Ritratto di Marco_Tst-97
1 dicembre 2018 - 13:33
I tempi di Giugiaro sono lontani però, e la Golf comincia a perdere personalità, è ancora la più venduta del suo segmento, ma la seconda è proprio la Giulietta. E comunque non parlavo di restyling, ma di un intervento simile a quello di Ford nel passaggio dalla Fiesta precedente a quella attuale, oppure a quello di opel con la Corsa: modelli totalmente nuovi, al passo con i tempi come design e tecnologia, ma basati sullo stesso pianale dei predecessori.
Ritratto di Marco_Tst-97
1 dicembre 2018 - 10:12
I diesel della Giulietta, poi, li ho provati, e sono migliori di quelli Volkswagen, che d'altronde non sono nient'altro che gli originali multijet di prima generazione portati avanti senza particolari aggiornamenti (ed ecco perché costano così tanto, perché essendo vecchi per omologarli ci hanno speso molto, invece di riprogettarli, cosa che non hanno fatto perché non sapevano come farlo).
Ritratto di Mbutu
30 novembre 2018 - 09:52
Oddio, difficile credere ad un piano industriale di FCA ...ma chissà che non cambino la rotta dopo anni di chiacchere.
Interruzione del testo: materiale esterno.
fn build_registry_settings(registry: RawRegistrySettings) -> Result<RegistrySettings, LoadError> {
    let downloads_base_url = parse_url(
        registry.downloads_base_url.as_deref(),
        DEFAULT_DOWNLOADS_BASE_URL,
        "registry.downloads_base_url",
    )?;
    let registry_base_url = parse_url(
        registry.registry_base_url.as_deref(),
        DEFAULT_REGISTRY_BASE_URL,
        "registry.registry_base_url",
    )?;
    let timeout = positive_seconds(
        registry.timeout_seconds,
        DEFAULT_REGISTRY_TIMEOUT_SECS,
        "registry.timeout_seconds",
    )?;

    Ok(RegistrySettings {
        downloads_base_url,
        registry_base_url,
        timeout,
        user_agent: non_blank(registry.user_agent)
            .unwrap_or_else(|| DEFAULT_USER_AGENT.to_string()),
    })
}

fn build_cache_settings(cache: RawCacheSettings) -> Result<CacheSettings, LoadError> {
    let max_entries = NonZeroUsize::new(cache.max_entries.unwrap_or(DEFAULT_CACHE_MAX_ENTRIES))
        .ok_or_else(|| LoadError::invalid("cache.max_entries", "must be greater than zero"))?;

    Ok(CacheSettings {
        enabled: cache.enabled.unwrap_or(true),
        max_entries,
        list_ttl: Duration::from_secs(cache.list_ttl_seconds.unwrap_or(DEFAULT_LIST_TTL_SECS)),
        stats_ttl: Duration::from_secs(cache.stats_ttl_seconds.unwrap_or(DEFAULT_STATS_TTL_SECS)),
    })
}

fn build_retry_settings(retry: RawRetrySettings) -> RetrySettings {
    RetrySettings {
        max_retries: retry.max_retries.unwrap_or(DEFAULT_RETRY_MAX_RETRIES),
        delay: Duration::from_millis(retry.delay_ms.unwrap_or(DEFAULT_RETRY_DELAY_MS)),
    }
}

fn build_stats_settings(stats: RawStatsSettings) -> Result<StatsSettings, LoadError> {
    let hours = stats.durable_ttl_hours.unwrap_or(DEFAULT_DURABLE_TTL_HOURS);
    if hours == 0 {
        return Err(LoadError::invalid(
            "stats.durable_ttl_hours",
            "must be greater than zero",
        ));
    }

    let default_window = match stats.default_window {
        Some(days) => StatsWindow::try_from(days)
            .map_err(|err| LoadError::invalid("stats.default_window", err.to_string()))?,
        None => StatsWindow::default(),
    };

    Ok(StatsSettings {
        durable_enabled: stats.durable_enabled.unwrap_or(true),
        durable_ttl: Duration::from_secs(hours * 60 * 60),
        default_window,
    })
}

fn build_revalidation_settings(
    revalidation: RawRevalidationSettings,
) -> Result<RevalidationSettings, LoadError> {
    let backend = match revalidation.backend.as_deref() {
        Some(value) => PurgeBackend::from_str(value)
            .map_err(|reason| LoadError::invalid("revalidation.backend", reason))?,
        None => PurgeBackend::Auto,
    };

    let build_hook_url = match non_blank(revalidation.build_hook_url) {
        Some(raw) => Some(
            Url::parse(&raw)
                .map_err(|err| LoadError::invalid("revalidation.build_hook_url", err.to_string()))?,
        ),
        None => None,
    };

    let api_base = parse_url(
        revalidation.api_base.as_deref(),
        DEFAULT_PURGE_API_BASE,
        "revalidation.api_base",
    )?;
    let api_token = non_blank(revalidation.api_token);
    let site_id = non_blank(revalidation.site_id);

    match backend {
        PurgeBackend::BuildHook if build_hook_url.is_none() => {
            return Err(LoadError::invalid(
                "revalidation.build_hook_url",
                "required when backend is build_hook",
            ));
        }
        PurgeBackend::PurgeApi if api_token.is_none() || site_id.is_none() => {
            return Err(LoadError::invalid(
                "revalidation.api_token",
                "api_token and site_id are required when backend is purge_api",
            ));
        }
        _ => {}
    }

    let timeout = positive_seconds(
        revalidation.timeout_seconds,
        DEFAULT_PURGE_TIMEOUT_SECS,
        "revalidation.timeout_seconds",
    )?;

    Ok(RevalidationSettings {
        token: non_blank(revalidation.token),
        backend,
        build_hook_url,
        api_base,
        api_token,
        site_id,
        timeout,
        user_agent: DEFAULT_USER_AGENT.to_string(),
    })
}

#[derive(Debug, Clone, Deserialize, Default)]
#[serde(default)]
struct RawServerSettings {
    host: Option<String>,
    port: Option<u16>,
    graceful_shutdown_seconds: Option<u64>,
    environment: Option<String>,
}

#[derive(Debug, Clone, Deserialize, Default)]
#[serde(default)]
struct RawLoggingSettings {
    level: Option<String>,
    json: Option<bool>,
}

#[derive(Debug, Clone, Deserialize, Default)]
#[serde(default)]
struct RawDatabaseSettings {
    url: Option<String>,
    max_connections: Option<u32>,
}

#[derive(Debug, Clone, Deserialize, Default)]
#[serde(default)]
struct RawRegistrySettings {
    downloads_base_url: Option<String>,
    registry_base_url: Option<String>,
    timeout_seconds: Option<u64>,
    user_agent: Option<String>,
}

#[derive(Debug, Clone, Deserialize, Default)]
#[serde(default)]
struct RawCacheSettings {
    enabled: Option<bool>,
    max_entries: Option<usize>,
    list_ttl_seconds: Option<u64>,
    stats_ttl_seconds: Option<u64>,
}

#[derive(Debug, Clone, Deserialize, Default)]
#[serde(default)]
struct RawRetrySettings {
    max_retries: Option<u32>,
    delay_ms: Option<u64>,
}

#[derive(Debug, Clone, Deserialize, Default)]
#[serde(default)]
struct RawStatsSettings {
    durable_enabled: Option<bool>,
    durable_ttl_hours: Option<u64>,
    default_window: Option<u32>,
}

#[derive(Debug, Clone, Deserialize, Default)]
#[serde(default)]
struct RawRevalidationSettings {
    token: Option<String>,
    backend: Option<String>,
    build_hook_url: Option<String>,
    api_base: Option<String>,
    api_token: Option<String>,
    site_id: Option<String>,
    timeout_seconds: Option<u64>,
}

fn parse_socket_addr(host: &str, port: u16) -> Result<SocketAddr, String> {
    let candidate = format!("{host}:{port}");
    candidate
        .parse()
        .map_err(|err| format!("invalid address `{candidate}`: {err}"))
}

fn parse_url(value: Option<&str>, default: &str, key: &'static str) -> Result<Url, LoadError> {
    let raw = value.map(str::trim).filter(|raw| !raw.is_empty()).unwrap_or(default);
    Url::parse(raw).map_err(|err| LoadError::invalid(key, format!("invalid url `{raw}`: {err}")))
}

fn positive_seconds(
    value: Option<u64>,
    default: u64,
    key: &'static str,
) -> Result<Duration, LoadError> {
    let seconds = value.unwrap_or(default);
    if seconds == 0 {
        return Err(LoadError::invalid(key, "must be greater than zero"));
    }
    Ok(Duration::from_secs(seconds))
}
Il piano non è che riesca a farmi gridare al miracolo: 13 "novità" di cui la metà sono i motori mild ibrid (avessi detto), due sono restyling (che normalmente per fca significa cambiare i colori degli interni) ed un ricarrozzamento. E del resto la cifra, 5 mld in 3 anni, non mi pare poi chissà che.
Ritratto di Marco_Tst-97
30 novembre 2018 - 10:02
Solo che le versioni non sono mild hybrid ma ibride plug-in, quindi una grossa novità per il gruppo!